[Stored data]
--------
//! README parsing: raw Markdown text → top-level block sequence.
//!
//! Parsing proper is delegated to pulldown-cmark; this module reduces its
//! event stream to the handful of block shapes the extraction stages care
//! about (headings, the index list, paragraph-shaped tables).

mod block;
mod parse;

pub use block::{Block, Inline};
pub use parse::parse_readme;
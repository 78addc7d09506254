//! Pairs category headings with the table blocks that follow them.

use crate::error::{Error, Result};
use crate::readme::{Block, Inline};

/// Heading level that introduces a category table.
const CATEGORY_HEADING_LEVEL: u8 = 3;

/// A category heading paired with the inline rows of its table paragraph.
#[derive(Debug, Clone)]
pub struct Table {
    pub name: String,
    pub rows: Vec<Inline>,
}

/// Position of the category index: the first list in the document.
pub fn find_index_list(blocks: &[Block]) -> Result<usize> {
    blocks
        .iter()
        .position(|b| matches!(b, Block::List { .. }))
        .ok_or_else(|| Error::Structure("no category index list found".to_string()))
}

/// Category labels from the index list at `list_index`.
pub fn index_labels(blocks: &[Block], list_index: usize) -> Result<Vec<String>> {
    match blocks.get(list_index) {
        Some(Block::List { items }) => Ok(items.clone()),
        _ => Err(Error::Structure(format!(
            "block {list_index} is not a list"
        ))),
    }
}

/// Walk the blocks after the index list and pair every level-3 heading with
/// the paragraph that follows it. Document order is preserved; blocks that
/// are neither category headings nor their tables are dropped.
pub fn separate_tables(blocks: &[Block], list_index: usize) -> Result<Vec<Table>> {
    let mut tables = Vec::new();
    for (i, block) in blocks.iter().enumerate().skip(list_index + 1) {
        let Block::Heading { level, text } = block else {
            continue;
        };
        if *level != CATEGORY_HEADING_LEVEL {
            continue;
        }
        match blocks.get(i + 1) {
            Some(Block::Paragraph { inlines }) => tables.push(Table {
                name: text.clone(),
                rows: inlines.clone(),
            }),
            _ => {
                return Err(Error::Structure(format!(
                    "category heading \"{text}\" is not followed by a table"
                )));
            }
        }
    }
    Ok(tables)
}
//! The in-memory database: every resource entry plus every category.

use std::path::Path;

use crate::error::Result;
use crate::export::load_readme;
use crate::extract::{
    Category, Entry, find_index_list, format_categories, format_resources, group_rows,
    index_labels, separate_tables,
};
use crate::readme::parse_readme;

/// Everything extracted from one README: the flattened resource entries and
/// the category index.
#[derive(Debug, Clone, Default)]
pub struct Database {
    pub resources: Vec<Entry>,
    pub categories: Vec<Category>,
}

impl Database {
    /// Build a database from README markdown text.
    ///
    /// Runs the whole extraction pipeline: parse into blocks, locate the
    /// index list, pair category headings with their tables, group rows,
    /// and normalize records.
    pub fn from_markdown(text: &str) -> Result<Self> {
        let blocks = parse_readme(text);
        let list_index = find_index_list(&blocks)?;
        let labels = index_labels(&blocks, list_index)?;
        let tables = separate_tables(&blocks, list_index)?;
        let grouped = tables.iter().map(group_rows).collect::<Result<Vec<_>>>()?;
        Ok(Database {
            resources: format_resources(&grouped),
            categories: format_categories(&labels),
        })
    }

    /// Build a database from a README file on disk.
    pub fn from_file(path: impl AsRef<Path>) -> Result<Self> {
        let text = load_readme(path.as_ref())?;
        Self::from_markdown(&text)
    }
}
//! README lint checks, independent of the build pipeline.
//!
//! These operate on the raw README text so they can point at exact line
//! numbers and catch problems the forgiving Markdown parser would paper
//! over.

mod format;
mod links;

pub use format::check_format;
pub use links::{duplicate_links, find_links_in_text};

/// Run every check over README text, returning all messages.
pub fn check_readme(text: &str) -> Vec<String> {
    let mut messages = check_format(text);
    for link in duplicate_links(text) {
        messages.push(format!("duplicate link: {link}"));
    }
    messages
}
--------
Work instructions
Transcribe the records exactly as they appear.

Answer space
//! README parsing: raw Markdown text → top-level block sequence.
//!
//! Parsing proper is delegated to pulldown-cmark; this module reduces its
//! event stream to the handful of block shapes the extraction stages care
//! about (headings, the index list, paragraph-shaped tables).

mod block;
mod parse;

pub use block::{Block, Inline};
pub use parse::parse_readme;
repository 78addc7d09506254
//! Pairs category headings with the table blocks that follow them.

use crate::error::{Error, Result};
use crate::readme::{Block, Inline};

/// Heading level that introduces a category table.
const CATEGORY_HEADING_LEVEL: u8 = 3;

/// A category heading paired with the inline rows of its table paragraph.
#[derive(Debug, Clone)]
pub struct Table {
    pub name: String,
    pub rows: Vec<Inline>,
}

/// Position of the category index: the first list in the document.
pub fn find_index_list(blocks: &[Block]) -> Result<usize> {
    blocks
        .iter()
        .position(|b| matches!(b, Block::List { .. }))
        .ok_or_else(|| Error::Structure("no category index list found".to_string()))
}

/// Category labels from the index list at `list_index`.
pub fn index_labels(blocks: &[Block], list_index: usize) -> Result<Vec<String>> {
    match blocks.get(list_index) {
        Some(Block::List { items }) => Ok(items.clone()),
        _ => Err(Error::Structure(format!(
            "block {list_index} is not a list"
        ))),
    }
}

/// Walk the blocks after the index list and pair every level-3 heading with
/// the paragraph that follows it. Document order is preserved; blocks that
/// are neither category headings nor their tables are dropped.
pub fn separate_tables(blocks: &[Block], list_index: usize) -> Result<Vec<Table>> {
    let mut tables = Vec::new();
    for (i, block) in blocks.iter().enumerate().skip(list_index + 1) {
        let Block::Heading { level, text } = block else {
            continue;
        };
        if *level != CATEGORY_HEADING_LEVEL {
            continue;
        }
        match blocks.get(i + 1) {
            Some(Block::Paragraph { inlines }) => tables.push(Table {
                name: text.clone(),
                rows: inlines.clone(),
            }),
            _ => {
                return Err(Error::Structure(format!(
                    "category heading \"{text}\" is not followed by a table"
                )));
            }
        }
    }
    Ok(tables)
}
//! The in-memory database: every resource entry plus every category.

use std::path::Path;

use crate::error::Result;
use crate::export::load_readme;
use crate::extract::{
    Category, Entry, find_index_list, format_categories, format_resources, group_rows,
    index_labels, separate_tables,
};
use crate::readme::parse_readme;

/// Everything extracted from one README: the flattened resource entries and
/// the category index.
#[derive(Debug, Clone, Default)]
pub struct Database {
    pub resources: Vec<Entry>,
    pub categories: Vec<Category>,
}

impl Database {
    /// Build a database from README markdown text.
    ///
    /// Runs the whole extraction pipeline: parse into blocks, locate the
    /// index list, pair category headings with their tables, group rows,
    /// and normalize records.
    pub fn from_markdown(text: &str) -> Result<Self> {
        let blocks = parse_readme(text);
        let list_index = find_index_list(&blocks)?;
        let labels = index_labels(&blocks, list_index)?;
        let tables = separate_tables(&blocks, list_index)?;
        let grouped = tables.iter().map(group_rows).collect::<Result<Vec<_>>>()?;
        Ok(Database {
            resources: format_resources(&grouped),
            categories: format_categories(&labels),
        })
    }

    /// Build a database from a README file on disk.
    pub fn from_file(path: impl AsRef<Path>) -> Result<Self> {
        let text = load_readme(path.as_ref())?;
        Self::from_markdown(&text)
    }
}
//! README lint checks, independent of the build pipeline.
//!
//! These operate on the raw README text so they can point at exact line
//! numbers and catch problems the forgiving Markdown parser would paper
//! over.

mod format;
mod links;

pub use format::check_format;
pub use links::{duplicate_links, find_links_in_text};

/// Run every check over README text, returning all messages.
pub fn check_readme(text: &str) -> Vec<String> {
    let mut messages = check_format(text);
    for link in duplicate_links(text) {
        messages.push(format!("duplicate link: {link}"));
    }
    messages
}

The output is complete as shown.